**What to do:**
Search the listing for the word "body". Copy every line where it is found.

**Supplied entries:**

▼▼▼

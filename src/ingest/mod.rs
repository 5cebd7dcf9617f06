//! Source ingestion subsystem.
//!
//! # Data Flow
//! ```text
//! SourceEvent::{Upsert, Delete} (from the watching collaborator)
//!     → resource.rs (source object → validated path rules)
//!     → controller.rs (route + redirect compilers, rollback on error)
//!     → compile → publish
//!     → SourceStatus per event (status write-back)
//! ```
//!
//! # Design Decisions
//! - Every source is applied atomically and independently
//! - The status annotation is stripped before declarations are built
//! - Referenced backend services are tracked per controller instance

pub mod controller;
pub mod registry;
pub mod resource;

pub use controller::{Controller, SourceEvent, SourceStatus};
pub use registry::ServiceRegistry;
pub use resource::{HostRule, HttpPath, PathType, ServiceBackend, SourceObject};
//! Condition synthesis.
//!
//! # Responsibilities
//! - Turn a declaration's host into a host primitive
//! - Turn its path into a path primitive
//! - Append the annotation fragment from the interpreter
//! - Combine the non-vacuous primitives with AND semantics
//!
//! # Design Decisions
//! - Wildcard hosts match case-insensitively by regular expression
//! - Exact hosts and paths use membership primitives
//! - `"*"` host and `"*"` path are vacuous and omitted
//! - Malformed hosts and paths are rejected here, so a bad declaration can
//!   never reach a published table

use crate::annotations::{self, route};
use crate::error::ValidationError;
use crate::rules::declaration::{ANY_HOST, PREFIX_MARKER};
use crate::rules::Annotations;

/// Connector between primitives.
pub const AND: &str = "&&";

/// One term of a condition expression.
pub trait Primitive: Send + Sync + std::fmt::Debug {
    /// Rendered expression, or `None` when the term matches everything.
    fn render(&self) -> Option<String>;
}

/// Host restriction.
#[derive(Debug, Clone, PartialEq, Eq)]
pub enum HostPrimitive {
    Any,
    /// `*.<suffix>`; holds the suffix including its leading dot.
    Wildcard(String),
    Exact(String),
}

impl HostPrimitive {
    pub fn parse(host: &str) -> Result<Self, ValidationError> {
        if host.is_empty() || host == ANY_HOST {
            return Ok(HostPrimitive::Any);
        }

        let markers = host.matches('*').count();
        if markers == 0 {
            return Ok(HostPrimitive::Exact(host.to_string()));
        }
        if markers > 1 || !host.starts_with("*.") || host.len() <= 2 {
            return Err(ValidationError::WildcardHost(host.to_string()));
        }
        Ok(HostPrimitive::Wildcard(host[1..].to_string()))
    }
}

impl Primitive for HostPrimitive {
    fn render(&self) -> Option<String> {
        match self {
            HostPrimitive::Any => None,
            HostPrimitive::Wildcard(suffix) => Some(format!(
                r#"req_host_regmatch("(?i)^[^.]+{}")"#,
                suffix.replace('.', r"\.")
            )),
            HostPrimitive::Exact(host) => Some(format!("req_host_in({})", annotations::quote(host))),
        }
    }
}

/// Path restriction.
#[derive(Debug, Clone, PartialEq, Eq)]
pub enum PathPrimitive {
    Any,
    /// Element prefix, marker stripped.
    Prefix(String),
    Exact(String),
}

impl PathPrimitive {
    pub fn parse(path: &str) -> Result<Self, ValidationError> {
        if path.is_empty() {
            return Err(ValidationError::EmptyPath);
        }
        if path == "*" {
            return Ok(PathPrimitive::Any);
        }

        let (body, prefix) = match path.strip_suffix(PREFIX_MARKER) {
            Some(body) => (body, true),
            None => (path, false),
        };
        if body.is_empty() || body.contains(PREFIX_MARKER) {
            return Err(ValidationError::IllegalPath(path.to_string()));
        }

        Ok(if prefix {
            PathPrimitive::Prefix(body.to_string())
        } else {
            PathPrimitive::Exact(body.to_string())
        })
    }
}

impl Primitive for PathPrimitive {
    fn render(&self) -> Option<String> {
        match self {
            PathPrimitive::Any => None,
            PathPrimitive::Prefix(prefix) => Some(format!(
                "req_path_element_prefix_in({}, false)",
                annotations::quote(prefix)
            )),
            PathPrimitive::Exact(path) => {
                Some(format!("req_path_in({}, false)", annotations::quote(path)))
            }
        }
    }
}

/// Ready-made fragment from the annotation interpreter.
#[derive(Debug, Clone, PartialEq, Eq)]
pub struct AnnotationPrimitive(String);

impl AnnotationPrimitive {
    pub fn parse(annotations: &Annotations) -> Result<Self, ValidationError> {
        route::expression(annotations).map(AnnotationPrimitive)
    }
}

impl Primitive for AnnotationPrimitive {
    fn render(&self) -> Option<String> {
        if self.0.is_empty() {
            None
        } else {
            Some(self.0.clone())
        }
    }
}

/// Combines primitives with AND semantics.
#[derive(Debug)]
pub struct AndCondition {
    primitives: Vec<Box<dyn Primitive>>,
}

impl AndCondition {
    pub fn new(primitives: Vec<Box<dyn Primitive>>) -> Self {
        Self { primitives }
    }
}

impl Primitive for AndCondition {
    fn render(&self) -> Option<String> {
        let terms: Vec<String> = self.primitives.iter().filter_map(|p| p.render()).collect();
        if terms.is_empty() {
            None
        } else {
            Some(terms.join(AND))
        }
    }
}

/// Synthesize the condition for a host, path and annotation set.
///
/// A declaration that matches everything yields an empty string.
pub fn build(host: &str, path: &str, annotations: &Annotations) -> Result<String, ValidationError> {
    let condition = AndCondition::new(vec![
        Box::new(HostPrimitive::parse(host)?),
        Box::new(PathPrimitive::parse(path)?),
        Box::new(AnnotationPrimitive::parse(annotations)?),
    ]);
    Ok(condition.render().unwrap_or_default())
}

▲▲▲

**Exercise result:**
        let (body, prefix) = match path.strip_suffix(PREFIX_MARKER) {
            Some(body) => (body, true),
        if body.is_empty() || body.contains(PREFIX_MARKER) {
            PathPrimitive::Prefix(body.to_string())
            PathPrimitive::Exact(body.to_string())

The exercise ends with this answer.